**Description of the task**
Copy each entry exactly, leaving nothing out.

**Supplied records**
^^^^^^^^^^^^^^^^
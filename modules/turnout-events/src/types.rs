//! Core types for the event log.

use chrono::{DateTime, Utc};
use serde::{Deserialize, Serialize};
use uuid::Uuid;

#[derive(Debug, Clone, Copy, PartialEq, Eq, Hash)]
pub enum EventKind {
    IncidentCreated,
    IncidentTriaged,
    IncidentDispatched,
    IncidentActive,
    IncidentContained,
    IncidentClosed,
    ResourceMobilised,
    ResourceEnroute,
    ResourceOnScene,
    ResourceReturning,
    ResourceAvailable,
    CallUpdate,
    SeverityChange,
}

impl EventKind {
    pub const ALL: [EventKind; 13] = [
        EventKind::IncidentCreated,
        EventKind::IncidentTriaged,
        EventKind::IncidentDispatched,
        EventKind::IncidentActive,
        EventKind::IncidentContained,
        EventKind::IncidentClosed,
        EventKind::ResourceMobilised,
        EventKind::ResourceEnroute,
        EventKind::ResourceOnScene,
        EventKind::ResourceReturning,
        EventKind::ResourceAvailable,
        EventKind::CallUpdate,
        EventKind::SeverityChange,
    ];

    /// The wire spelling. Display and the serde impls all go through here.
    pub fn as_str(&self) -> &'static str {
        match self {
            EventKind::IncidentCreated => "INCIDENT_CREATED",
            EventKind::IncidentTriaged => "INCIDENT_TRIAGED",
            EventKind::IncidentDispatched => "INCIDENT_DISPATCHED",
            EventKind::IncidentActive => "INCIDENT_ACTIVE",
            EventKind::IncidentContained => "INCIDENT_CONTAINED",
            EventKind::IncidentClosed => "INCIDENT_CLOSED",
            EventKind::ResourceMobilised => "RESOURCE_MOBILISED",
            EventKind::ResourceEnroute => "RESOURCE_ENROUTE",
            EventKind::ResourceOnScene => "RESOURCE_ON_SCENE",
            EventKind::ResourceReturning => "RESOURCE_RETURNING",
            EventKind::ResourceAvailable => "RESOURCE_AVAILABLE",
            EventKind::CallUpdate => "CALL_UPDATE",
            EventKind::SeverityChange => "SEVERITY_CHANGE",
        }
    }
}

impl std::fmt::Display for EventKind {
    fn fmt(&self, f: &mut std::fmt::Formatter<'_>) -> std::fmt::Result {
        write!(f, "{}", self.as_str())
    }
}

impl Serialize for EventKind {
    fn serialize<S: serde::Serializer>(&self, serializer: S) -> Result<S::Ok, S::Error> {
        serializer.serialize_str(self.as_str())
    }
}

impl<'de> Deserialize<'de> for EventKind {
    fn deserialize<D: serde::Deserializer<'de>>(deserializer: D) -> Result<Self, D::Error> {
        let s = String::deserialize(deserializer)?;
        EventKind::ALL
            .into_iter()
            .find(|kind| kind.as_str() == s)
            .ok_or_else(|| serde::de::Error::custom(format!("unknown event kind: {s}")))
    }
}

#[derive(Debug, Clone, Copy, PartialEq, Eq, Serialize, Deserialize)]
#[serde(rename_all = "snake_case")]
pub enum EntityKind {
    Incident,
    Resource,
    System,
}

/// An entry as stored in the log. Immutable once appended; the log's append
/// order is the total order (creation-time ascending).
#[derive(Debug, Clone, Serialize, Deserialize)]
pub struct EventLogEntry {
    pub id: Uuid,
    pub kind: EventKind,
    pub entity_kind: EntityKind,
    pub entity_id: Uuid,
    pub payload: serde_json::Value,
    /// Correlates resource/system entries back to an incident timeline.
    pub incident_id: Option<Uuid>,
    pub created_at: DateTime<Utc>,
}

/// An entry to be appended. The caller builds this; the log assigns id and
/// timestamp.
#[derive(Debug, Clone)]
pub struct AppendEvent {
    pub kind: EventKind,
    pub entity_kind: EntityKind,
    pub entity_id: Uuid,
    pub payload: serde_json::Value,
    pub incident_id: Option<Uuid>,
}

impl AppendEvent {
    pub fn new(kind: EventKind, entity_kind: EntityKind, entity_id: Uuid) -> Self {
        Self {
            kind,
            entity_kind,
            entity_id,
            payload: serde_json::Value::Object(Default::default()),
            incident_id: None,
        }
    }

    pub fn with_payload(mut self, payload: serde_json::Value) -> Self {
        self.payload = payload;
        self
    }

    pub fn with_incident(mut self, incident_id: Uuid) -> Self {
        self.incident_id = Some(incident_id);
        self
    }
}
^^^^^^^^^^^^^^^^
**Task solution**
filename modules/turnout-events/src/types.rs
//! Core types for the event log.

use chrono::{DateTime, Utc};
use serde::{Deserialize, Serialize};
use uuid::Uuid;

#[derive(Debug, Clone, Copy, PartialEq, Eq, Hash)]
pub enum EventKind {
    IncidentCreated,
    IncidentTriaged,
    IncidentDispatched,
    IncidentActive,
    IncidentContained,
    IncidentClosed,
    ResourceMobilised,
    ResourceEnroute,
    ResourceOnScene,
    ResourceReturning,
    ResourceAvailable,
    CallUpdate,
    SeverityChange,
}

impl EventKind {
    pub const ALL: [EventKind; 13] = [
        EventKind::IncidentCreated,
        EventKind::IncidentTriaged,
        EventKind::IncidentDispatched,
        EventKind::IncidentActive,
        EventKind::IncidentContained,
        EventKind::IncidentClosed,
        EventKind::ResourceMobilised,
        EventKind::ResourceEnroute,
        EventKind::ResourceOnScene,
        EventKind::ResourceReturning,
        EventKind::ResourceAvailable,
        EventKind::CallUpdate,
        EventKind::SeverityChange,
    ];

    /// The wire spelling. Display and the serde impls all go through here.
    pub fn as_str(&self) -> &'static str {
        match self {
            EventKind::IncidentCreated => "INCIDENT_CREATED",
            EventKind::IncidentTriaged => "INCIDENT_TRIAGED",
            EventKind::IncidentDispatched => "INCIDENT_DISPATCHED",
            EventKind::IncidentActive => "INCIDENT_ACTIVE",
            EventKind::IncidentContained => "INCIDENT_CONTAINED",
            EventKind::IncidentClosed => "INCIDENT_CLOSED",
            EventKind::ResourceMobilised => "RESOURCE_MOBILISED",
            EventKind::ResourceEnroute => "RESOURCE_ENROUTE",
            EventKind::ResourceOnScene => "RESOURCE_ON_SCENE",
            EventKind::ResourceReturning => "RESOURCE_RETURNING",
            EventKind::ResourceAvailable => "RESOURCE_AVAILABLE",
            EventKind::CallUpdate => "CALL_UPDATE",
            EventKind::SeverityChange => "SEVERITY_CHANGE",
        }
    }
}

impl std::fmt::Display for EventKind {
    fn fmt(&self, f: &mut std::fmt::Formatter<'_>) -> std::fmt::Result {
        write!(f, "{}", self.as_str())
    }
}

impl Serialize for EventKind {
    fn serialize<S: serde::Serializer>(&self, serializer: S) -> Result<S::Ok, S::Error> {
        serializer.serialize_str(self.as_str())
    }
}

impl<'de> Deserialize<'de> for EventKind {
    fn deserialize<D: serde::Deserializer<'de>>(deserializer: D) -> Result<Self, D::Error> {
        let s = String::deserialize(deserializer)?;
        EventKind::ALL
            .into_iter()
            .find(|kind| kind.as_str() == s)
            .ok_or_else(|| serde::de::Error::custom(format!("unknown event kind: {s}")))
    }
}

#[derive(Debug, Clone, Copy, PartialEq, Eq, Serialize, Deserialize)]
#[serde(rename_all = "snake_case")]
pub enum EntityKind {
    Incident,
    Resource,
    System,
}

/// An entry as stored in the log. Immutable once appended; the log's append
/// order is the total order (creation-time ascending).
#[derive(Debug, Clone, Serialize, Deserialize)]
pub struct EventLogEntry {
    pub id: Uuid,
    pub kind: EventKind,
    pub entity_kind: EntityKind,
    pub entity_id: Uuid,
    pub payload: serde_json::Value,
    /// Correlates resource/system entries back to an incident timeline.
    pub incident_id: Option<Uuid>,
    pub created_at: DateTime<Utc>,
}

/// An entry to be appended. The caller builds this; the log assigns id and
/// timestamp.
#[derive(Debug, Clone)]
pub struct AppendEvent {
    pub kind: EventKind,
    pub entity_kind: EntityKind,
    pub entity_id: Uuid,
    pub payload: serde_json::Value,
    pub incident_id: Option<Uuid>,
}

impl AppendEvent {
    pub fn new(kind: EventKind, entity_kind: EntityKind, entity_id: Uuid) -> Self {
        Self {
            kind,
            entity_kind,
            entity_id,
            payload: serde_json::Value::Object(Default::default()),
            incident_id: None,
        }
    }

    pub fn with_payload(mut self, payload: serde_json::Value) -> Self {
        self.payload = payload;
        self
    }

    pub fn with_incident(mut self, incident_id: Uuid) -> Self {
        self.incident_id = Some(incident_id);
        self
    }
}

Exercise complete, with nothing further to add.